## [YOUR GOAL]
Restate all of the material, keeping every line identical to the original.

## [SUPPLIED RECORDS]
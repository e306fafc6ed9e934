//! Account capabilities consumed from the storage engine.
//!
//! Implementations live in the node; tests use the in-memory account from
//! the `mock` module. Callers must serialise every operation touching one
//! account, no locking happens at this layer.

use num_bigint::BigUint;

use crate::error::BuiltInResult;

/// Scoped key/value access to an account's data trie
pub trait AccountDataHandler {
    /// Read the value stored under `key`, `None` when absent
    fn retrieve_value(&self, key: &[u8]) -> anyhow::Result<Option<Vec<u8>>>;

    /// Store `value` under `key`, an empty value deletes the key
    fn save_key_value(&mut self, key: &[u8], value: &[u8]) -> anyhow::Result<()>;

    /// Move data trie leaves to the latest trie version within `budget`
    fn migrate_data_trie_leaves(&mut self, budget: &mut TrieMigrationBudget) -> anyhow::Result<()>;
}

/// A user or smart contract account
pub trait UserAccountHandler: AccountDataHandler + Send {
    fn address(&self) -> &[u8];

    /// Native coin balance
    fn balance(&self) -> BigUint;
    fn add_to_balance(&mut self, value: &BigUint) -> anyhow::Result<()>;

    fn owner_address(&self) -> Vec<u8>;
    fn set_owner_address(&mut self, owner: Vec<u8>);

    fn user_name(&self) -> Vec<u8>;
    fn set_user_name(&mut self, name: Vec<u8>);

    /// Reset and return the accumulated developer rewards, `caller` must be the owner
    fn claim_developer_rewards(&mut self, caller: &[u8]) -> BuiltInResult<BigUint>;

    fn is_guarded(&self) -> bool;
}

/// Loads and persists accounts by address
pub trait AccountsAdapter: Send + Sync {
    fn load_account(&self, address: &[u8]) -> anyhow::Result<Box<dyn UserAccountHandler>>;
    fn save_account(&self, account: Box<dyn UserAccountHandler>) -> anyhow::Result<()>;
}

/// Gas budget of a data trie migration, charged per trie node
#[derive(Debug, Clone, PartialEq, Eq)]
pub struct TrieMigrationBudget {
    gas_remaining: u64,
    load_per_node: u64,
    store_per_node: u64,
    migrated_leaves: u64,
}

impl TrieMigrationBudget {
    pub fn new(gas_remaining: u64, load_per_node: u64, store_per_node: u64) -> Self {
        Self {
            gas_remaining,
            load_per_node,
            store_per_node,
            migrated_leaves: 0,
        }
    }

    /// Charge one node load, `false` when the budget is exhausted
    pub fn consume_load(&mut self) -> bool {
        self.consume(self.load_per_node)
    }

    /// Charge one leaf store, `false` when the budget is exhausted
    pub fn consume_store(&mut self) -> bool {
        if !self.consume(self.store_per_node) {
            return false;
        }
        self.migrated_leaves += 1;
        true
    }

    fn consume(&mut self, cost: u64) -> bool {
        match self.gas_remaining.checked_sub(cost) {
            Some(remaining) => {
                self.gas_remaining = remaining;
                true
            }
            None => false,
        }
    }

    pub fn gas_remaining(&self) -> u64 {
        self.gas_remaining
    }

    pub fn migrated_leaves(&self) -> u64 {
        self.migrated_leaves
    }
}

#[cfg(test)]
mod tests {
    use super::*;

    #[test]
    fn test_budget_stops_when_exhausted() {
        let mut budget = TrieMigrationBudget::new(25, 5, 10);
        assert!(budget.consume_load());
        assert!(budget.consume_store());
        assert!(budget.consume_load());
        assert!(!budget.consume_store());
        assert_eq!(budget.gas_remaining(), 5);
        assert_eq!(budget.migrated_leaves(), 1);
    }
}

## [RESULT OF THE EXERCISE]
repository e306fafc6ed9e934
//! Account capabilities consumed from the storage engine.
//!
//! Implementations live in the node; tests use the in-memory account from
//! the `mock` module. Callers must serialise every operation touching one
//! account, no locking happens at this layer.

use num_bigint::BigUint;

use crate::error::BuiltInResult;

/// Scoped key/value access to an account's data trie
pub trait AccountDataHandler {
    /// Read the value stored under `key`, `None` when absent
    fn retrieve_value(&self, key: &[u8]) -> anyhow::Result<Option<Vec<u8>>>;

    /// Store `value` under `key`, an empty value deletes the key
    fn save_key_value(&mut self, key: &[u8], value: &[u8]) -> anyhow::Result<()>;

    /// Move data trie leaves to the latest trie version within `budget`
    fn migrate_data_trie_leaves(&mut self, budget: &mut TrieMigrationBudget) -> anyhow::Result<()>;
}

/// A user or smart contract account
pub trait UserAccountHandler: AccountDataHandler + Send {
    fn address(&self) -> &[u8];

    /// Native coin balance
    fn balance(&self) -> BigUint;
    fn add_to_balance(&mut self, value: &BigUint) -> anyhow::Result<()>;

    fn owner_address(&self) -> Vec<u8>;
    fn set_owner_address(&mut self, owner: Vec<u8>);

    fn user_name(&self) -> Vec<u8>;
    fn set_user_name(&mut self, name: Vec<u8>);

    /// Reset and return the accumulated developer rewards, `caller` must be the owner
    fn claim_developer_rewards(&mut self, caller: &[u8]) -> BuiltInResult<BigUint>;

    fn is_guarded(&self) -> bool;
}

/// Loads and persists accounts by address
pub trait AccountsAdapter: Send + Sync {
    fn load_account(&self, address: &[u8]) -> anyhow::Result<Box<dyn UserAccountHandler>>;
    fn save_account(&self, account: Box<dyn UserAccountHandler>) -> anyhow::Result<()>;
}

/// Gas budget of a data trie migration, charged per trie node
#[derive(Debug, Clone, PartialEq, Eq)]
pub struct TrieMigrationBudget {
    gas_remaining: u64,
    load_per_node: u64,
    store_per_node: u64,
    migrated_leaves: u64,
}

impl TrieMigrationBudget {
    pub fn new(gas_remaining: u64, load_per_node: u64, store_per_node: u64) -> Self {
        Self {
            gas_remaining,
            load_per_node,
            store_per_node,
            migrated_leaves: 0,
        }
    }

    /// Charge one node load, `false` when the budget is exhausted
    pub fn consume_load(&mut self) -> bool {
        self.consume(self.load_per_node)
    }

    /// Charge one leaf store, `false` when the budget is exhausted
    pub fn consume_store(&mut self) -> bool {
        if !self.consume(self.store_per_node) {
            return false;
        }
        self.migrated_leaves += 1;
        true
    }

    fn consume(&mut self, cost: u64) -> bool {
        match self.gas_remaining.checked_sub(cost) {
            Some(remaining) => {
                self.gas_remaining = remaining;
                true
            }
            None => false,
        }
    }

    pub fn gas_remaining(&self) -> u64 {
        self.gas_remaining
    }

    pub fn migrated_leaves(&self) -> u64 {
        self.migrated_leaves
    }
}

#[cfg(test)]
mod tests {
    use super::*;

    #[test]
    fn test_budget_stops_when_exhausted() {
        let mut budget = TrieMigrationBudget::new(25, 5, 10);
        assert!(budget.consume_load());
        assert!(budget.consume_store());
        assert!(budget.consume_load());
        assert!(!budget.consume_store());
        assert_eq!(budget.gas_remaining(), 5);
        assert_eq!(budget.migrated_leaves(), 1);
    }
}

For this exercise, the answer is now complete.